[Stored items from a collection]
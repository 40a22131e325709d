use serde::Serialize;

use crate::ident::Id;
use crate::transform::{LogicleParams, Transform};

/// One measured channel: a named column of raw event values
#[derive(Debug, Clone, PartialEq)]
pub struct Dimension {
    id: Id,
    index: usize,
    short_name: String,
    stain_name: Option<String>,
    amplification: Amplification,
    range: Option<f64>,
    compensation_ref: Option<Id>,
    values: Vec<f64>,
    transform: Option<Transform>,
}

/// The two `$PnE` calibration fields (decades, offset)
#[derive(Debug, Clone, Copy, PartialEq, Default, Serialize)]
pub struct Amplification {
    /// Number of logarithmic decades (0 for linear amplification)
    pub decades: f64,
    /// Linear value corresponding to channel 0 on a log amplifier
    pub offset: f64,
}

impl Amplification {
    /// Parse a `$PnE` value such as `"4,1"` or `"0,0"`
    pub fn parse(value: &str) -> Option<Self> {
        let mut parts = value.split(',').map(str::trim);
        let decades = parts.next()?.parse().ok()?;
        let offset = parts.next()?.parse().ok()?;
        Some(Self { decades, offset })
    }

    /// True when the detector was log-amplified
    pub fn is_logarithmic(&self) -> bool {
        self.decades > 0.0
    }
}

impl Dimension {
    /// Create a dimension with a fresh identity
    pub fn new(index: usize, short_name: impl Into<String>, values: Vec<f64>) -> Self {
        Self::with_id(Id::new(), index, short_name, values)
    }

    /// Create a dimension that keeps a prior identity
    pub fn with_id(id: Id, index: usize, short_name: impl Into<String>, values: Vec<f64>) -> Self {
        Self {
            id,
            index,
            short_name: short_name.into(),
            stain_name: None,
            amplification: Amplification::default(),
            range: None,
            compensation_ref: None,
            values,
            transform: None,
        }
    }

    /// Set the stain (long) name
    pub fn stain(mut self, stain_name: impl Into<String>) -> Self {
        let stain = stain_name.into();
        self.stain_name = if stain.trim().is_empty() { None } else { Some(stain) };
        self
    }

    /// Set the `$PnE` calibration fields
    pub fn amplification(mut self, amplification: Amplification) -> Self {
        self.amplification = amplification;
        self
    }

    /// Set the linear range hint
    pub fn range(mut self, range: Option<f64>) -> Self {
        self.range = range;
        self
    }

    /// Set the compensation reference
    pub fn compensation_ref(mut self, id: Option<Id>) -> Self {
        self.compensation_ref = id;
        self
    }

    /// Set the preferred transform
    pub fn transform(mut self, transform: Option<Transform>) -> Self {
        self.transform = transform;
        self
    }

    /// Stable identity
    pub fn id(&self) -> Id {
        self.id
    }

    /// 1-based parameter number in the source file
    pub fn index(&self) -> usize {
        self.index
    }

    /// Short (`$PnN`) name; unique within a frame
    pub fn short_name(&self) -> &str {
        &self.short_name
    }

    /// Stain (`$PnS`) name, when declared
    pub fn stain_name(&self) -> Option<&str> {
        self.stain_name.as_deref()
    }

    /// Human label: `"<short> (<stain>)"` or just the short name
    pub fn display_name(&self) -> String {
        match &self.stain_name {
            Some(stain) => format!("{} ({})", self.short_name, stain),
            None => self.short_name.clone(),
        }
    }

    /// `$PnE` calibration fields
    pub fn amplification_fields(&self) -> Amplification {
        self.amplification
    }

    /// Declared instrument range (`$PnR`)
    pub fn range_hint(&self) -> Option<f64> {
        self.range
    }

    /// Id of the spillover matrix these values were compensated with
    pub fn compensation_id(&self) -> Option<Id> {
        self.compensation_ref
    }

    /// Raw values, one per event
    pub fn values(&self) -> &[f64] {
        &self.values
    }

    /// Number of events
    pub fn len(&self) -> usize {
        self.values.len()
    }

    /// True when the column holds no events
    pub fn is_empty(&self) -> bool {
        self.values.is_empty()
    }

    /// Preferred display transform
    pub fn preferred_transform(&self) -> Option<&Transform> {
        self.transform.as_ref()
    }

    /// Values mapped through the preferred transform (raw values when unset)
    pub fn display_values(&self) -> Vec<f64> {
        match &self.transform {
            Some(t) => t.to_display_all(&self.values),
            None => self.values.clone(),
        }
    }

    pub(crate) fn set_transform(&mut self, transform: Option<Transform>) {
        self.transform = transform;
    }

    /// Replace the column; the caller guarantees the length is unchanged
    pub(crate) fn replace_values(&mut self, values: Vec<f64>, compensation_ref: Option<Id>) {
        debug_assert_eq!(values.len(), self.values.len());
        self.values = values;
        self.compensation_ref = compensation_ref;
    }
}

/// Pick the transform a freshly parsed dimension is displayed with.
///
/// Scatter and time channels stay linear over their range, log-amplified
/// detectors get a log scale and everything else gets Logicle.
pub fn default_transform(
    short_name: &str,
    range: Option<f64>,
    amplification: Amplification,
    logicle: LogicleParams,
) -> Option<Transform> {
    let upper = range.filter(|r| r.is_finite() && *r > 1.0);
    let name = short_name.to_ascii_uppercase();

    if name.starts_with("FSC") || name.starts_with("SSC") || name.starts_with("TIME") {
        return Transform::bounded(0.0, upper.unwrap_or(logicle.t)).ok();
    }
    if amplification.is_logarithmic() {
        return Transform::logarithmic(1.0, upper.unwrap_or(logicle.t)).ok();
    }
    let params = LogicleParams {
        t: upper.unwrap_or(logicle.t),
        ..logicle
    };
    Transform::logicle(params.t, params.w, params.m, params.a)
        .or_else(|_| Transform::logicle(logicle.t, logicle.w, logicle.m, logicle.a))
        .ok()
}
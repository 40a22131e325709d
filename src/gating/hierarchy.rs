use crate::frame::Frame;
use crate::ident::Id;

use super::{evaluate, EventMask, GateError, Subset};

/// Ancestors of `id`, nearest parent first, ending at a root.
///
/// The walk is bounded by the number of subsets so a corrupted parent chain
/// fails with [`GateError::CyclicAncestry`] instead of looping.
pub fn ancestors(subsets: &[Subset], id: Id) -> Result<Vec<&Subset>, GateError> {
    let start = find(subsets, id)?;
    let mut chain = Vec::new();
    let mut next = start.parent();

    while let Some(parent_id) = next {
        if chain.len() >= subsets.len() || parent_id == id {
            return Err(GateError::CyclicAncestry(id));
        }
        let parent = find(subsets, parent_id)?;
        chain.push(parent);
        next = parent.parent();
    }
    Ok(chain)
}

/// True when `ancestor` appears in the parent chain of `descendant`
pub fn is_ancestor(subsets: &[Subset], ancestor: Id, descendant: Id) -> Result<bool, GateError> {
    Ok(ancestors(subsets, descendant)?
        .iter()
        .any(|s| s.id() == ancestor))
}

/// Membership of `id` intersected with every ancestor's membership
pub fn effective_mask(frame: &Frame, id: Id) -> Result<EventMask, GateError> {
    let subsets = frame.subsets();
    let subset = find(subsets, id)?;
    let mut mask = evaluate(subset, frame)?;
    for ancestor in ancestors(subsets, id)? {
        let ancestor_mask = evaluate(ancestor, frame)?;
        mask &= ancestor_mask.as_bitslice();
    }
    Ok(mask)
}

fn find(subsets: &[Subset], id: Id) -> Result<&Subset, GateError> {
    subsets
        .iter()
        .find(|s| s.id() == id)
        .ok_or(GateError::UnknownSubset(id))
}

Task to carry out: Please give an exact copy of the entries above, from the line with "let offset = parts.next()?.parse().ok()?;" down to the line with "stain (long) name", inclusive, and nothing else.

Result for this exercise:
        let offset = parts.next()?.parse().ok()?;
        Some(Self { decades, offset })
    }

    /// True when the detector was log-amplified
    pub fn is_logarithmic(&self) -> bool {
        self.decades > 0.0
    }
}

impl Dimension {
    /// Create a dimension with a fresh identity
    pub fn new(index: usize, short_name: impl Into<String>, values: Vec<f64>) -> Self {
        Self::with_id(Id::new(), index, short_name, values)
    }

    /// Create a dimension that keeps a prior identity
    pub fn with_id(id: Id, index: usize, short_name: impl Into<String>, values: Vec<f64>) -> Self {
        Self {
            id,
            index,
            short_name: short_name.into(),
            stain_name: None,
            amplification: Amplification::default(),
            range: None,
            compensation_ref: None,
            values,
            transform: None,
        }
    }

    /// Set the stain (long) name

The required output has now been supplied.